#### ASSIGNED TASK
Within the records below, how many lines contain "AlertSink"? The answer is that number alone.

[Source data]
※ ※ ※
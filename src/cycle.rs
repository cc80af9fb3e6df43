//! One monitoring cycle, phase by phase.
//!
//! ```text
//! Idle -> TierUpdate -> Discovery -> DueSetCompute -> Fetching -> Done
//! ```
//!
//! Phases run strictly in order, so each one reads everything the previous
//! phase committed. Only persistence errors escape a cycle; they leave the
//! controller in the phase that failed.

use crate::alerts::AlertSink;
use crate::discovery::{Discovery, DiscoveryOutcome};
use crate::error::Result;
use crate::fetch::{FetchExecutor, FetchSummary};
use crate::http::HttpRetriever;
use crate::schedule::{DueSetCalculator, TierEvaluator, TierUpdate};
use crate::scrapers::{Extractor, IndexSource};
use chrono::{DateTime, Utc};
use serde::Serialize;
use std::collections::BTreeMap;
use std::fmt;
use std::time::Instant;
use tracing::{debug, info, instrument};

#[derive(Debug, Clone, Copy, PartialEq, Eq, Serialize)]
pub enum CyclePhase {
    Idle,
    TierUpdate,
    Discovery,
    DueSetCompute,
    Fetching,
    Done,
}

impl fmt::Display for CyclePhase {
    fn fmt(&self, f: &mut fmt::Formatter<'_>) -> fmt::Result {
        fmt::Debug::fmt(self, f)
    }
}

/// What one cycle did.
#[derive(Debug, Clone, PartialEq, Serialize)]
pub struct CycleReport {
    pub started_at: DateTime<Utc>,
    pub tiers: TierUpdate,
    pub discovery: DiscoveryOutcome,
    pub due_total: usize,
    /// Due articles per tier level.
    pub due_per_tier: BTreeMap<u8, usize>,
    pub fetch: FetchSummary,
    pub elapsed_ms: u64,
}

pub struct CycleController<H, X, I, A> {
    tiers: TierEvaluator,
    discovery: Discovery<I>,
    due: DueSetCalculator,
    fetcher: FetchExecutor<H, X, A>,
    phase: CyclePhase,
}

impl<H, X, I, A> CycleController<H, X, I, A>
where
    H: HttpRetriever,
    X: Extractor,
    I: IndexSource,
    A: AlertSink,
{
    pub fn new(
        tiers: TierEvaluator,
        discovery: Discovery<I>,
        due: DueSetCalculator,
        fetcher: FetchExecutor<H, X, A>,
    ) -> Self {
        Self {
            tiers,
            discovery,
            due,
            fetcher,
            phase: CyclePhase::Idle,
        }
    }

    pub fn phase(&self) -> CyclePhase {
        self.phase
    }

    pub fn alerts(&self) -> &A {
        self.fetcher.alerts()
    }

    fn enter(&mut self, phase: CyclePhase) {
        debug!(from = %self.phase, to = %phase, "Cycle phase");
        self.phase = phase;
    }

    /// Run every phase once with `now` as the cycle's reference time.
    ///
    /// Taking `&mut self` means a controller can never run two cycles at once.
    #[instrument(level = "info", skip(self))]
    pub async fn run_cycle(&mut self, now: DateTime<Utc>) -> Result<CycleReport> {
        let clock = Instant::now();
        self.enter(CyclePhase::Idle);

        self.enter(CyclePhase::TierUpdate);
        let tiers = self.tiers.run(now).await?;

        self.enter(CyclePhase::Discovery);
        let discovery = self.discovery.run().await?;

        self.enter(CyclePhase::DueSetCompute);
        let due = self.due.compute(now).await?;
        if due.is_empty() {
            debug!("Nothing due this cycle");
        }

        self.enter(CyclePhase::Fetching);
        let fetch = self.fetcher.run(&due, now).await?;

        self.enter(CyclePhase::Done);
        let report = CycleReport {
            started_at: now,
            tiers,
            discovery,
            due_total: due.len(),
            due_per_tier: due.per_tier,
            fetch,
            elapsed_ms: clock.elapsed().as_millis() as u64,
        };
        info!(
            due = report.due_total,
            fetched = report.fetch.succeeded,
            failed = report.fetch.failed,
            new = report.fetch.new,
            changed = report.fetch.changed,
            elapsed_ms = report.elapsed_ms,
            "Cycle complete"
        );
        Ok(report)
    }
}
※ ※ ※
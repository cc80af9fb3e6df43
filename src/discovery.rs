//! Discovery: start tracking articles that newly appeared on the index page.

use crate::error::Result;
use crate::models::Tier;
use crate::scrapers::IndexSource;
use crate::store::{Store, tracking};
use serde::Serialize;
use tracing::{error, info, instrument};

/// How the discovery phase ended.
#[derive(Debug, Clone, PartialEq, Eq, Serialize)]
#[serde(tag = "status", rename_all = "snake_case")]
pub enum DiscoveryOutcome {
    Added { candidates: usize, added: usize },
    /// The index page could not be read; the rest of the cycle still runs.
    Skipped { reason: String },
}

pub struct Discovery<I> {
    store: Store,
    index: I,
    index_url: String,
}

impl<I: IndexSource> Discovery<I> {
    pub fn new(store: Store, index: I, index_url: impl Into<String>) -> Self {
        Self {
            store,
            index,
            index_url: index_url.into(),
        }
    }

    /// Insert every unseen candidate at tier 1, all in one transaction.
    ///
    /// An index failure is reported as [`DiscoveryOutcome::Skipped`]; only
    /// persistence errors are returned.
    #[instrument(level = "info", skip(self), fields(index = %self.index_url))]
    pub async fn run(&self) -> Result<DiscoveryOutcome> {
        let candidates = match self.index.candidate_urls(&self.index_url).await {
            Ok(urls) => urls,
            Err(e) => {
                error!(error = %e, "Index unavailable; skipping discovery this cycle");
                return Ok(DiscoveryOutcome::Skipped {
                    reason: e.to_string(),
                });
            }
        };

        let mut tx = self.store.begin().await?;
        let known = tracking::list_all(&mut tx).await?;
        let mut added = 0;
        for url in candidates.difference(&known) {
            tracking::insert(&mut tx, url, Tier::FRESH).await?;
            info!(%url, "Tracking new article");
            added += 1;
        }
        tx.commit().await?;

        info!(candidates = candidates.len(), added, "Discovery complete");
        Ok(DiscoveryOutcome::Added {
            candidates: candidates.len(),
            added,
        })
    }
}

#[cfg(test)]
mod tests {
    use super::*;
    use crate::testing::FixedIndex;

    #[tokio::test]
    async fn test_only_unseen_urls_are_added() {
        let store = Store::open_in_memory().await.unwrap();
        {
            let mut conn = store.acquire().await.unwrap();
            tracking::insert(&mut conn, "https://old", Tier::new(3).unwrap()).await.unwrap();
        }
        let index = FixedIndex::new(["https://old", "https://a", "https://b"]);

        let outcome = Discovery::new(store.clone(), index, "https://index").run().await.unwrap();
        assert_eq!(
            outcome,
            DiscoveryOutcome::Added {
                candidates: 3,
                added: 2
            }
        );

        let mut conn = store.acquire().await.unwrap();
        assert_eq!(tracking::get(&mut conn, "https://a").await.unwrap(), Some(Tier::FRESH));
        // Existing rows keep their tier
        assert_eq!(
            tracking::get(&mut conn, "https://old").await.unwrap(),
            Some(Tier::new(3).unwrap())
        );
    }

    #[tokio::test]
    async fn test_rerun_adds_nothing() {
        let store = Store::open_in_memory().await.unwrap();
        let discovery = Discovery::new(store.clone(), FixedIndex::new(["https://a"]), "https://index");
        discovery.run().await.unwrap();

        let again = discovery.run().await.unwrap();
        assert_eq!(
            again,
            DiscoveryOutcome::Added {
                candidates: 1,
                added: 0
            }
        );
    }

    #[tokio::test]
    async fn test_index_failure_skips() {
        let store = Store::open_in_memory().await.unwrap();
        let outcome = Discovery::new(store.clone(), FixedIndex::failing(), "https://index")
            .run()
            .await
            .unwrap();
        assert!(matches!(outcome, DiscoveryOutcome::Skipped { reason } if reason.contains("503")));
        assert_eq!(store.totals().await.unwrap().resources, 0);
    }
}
※ ※ ※
#### EXERCISE RESPONSE
2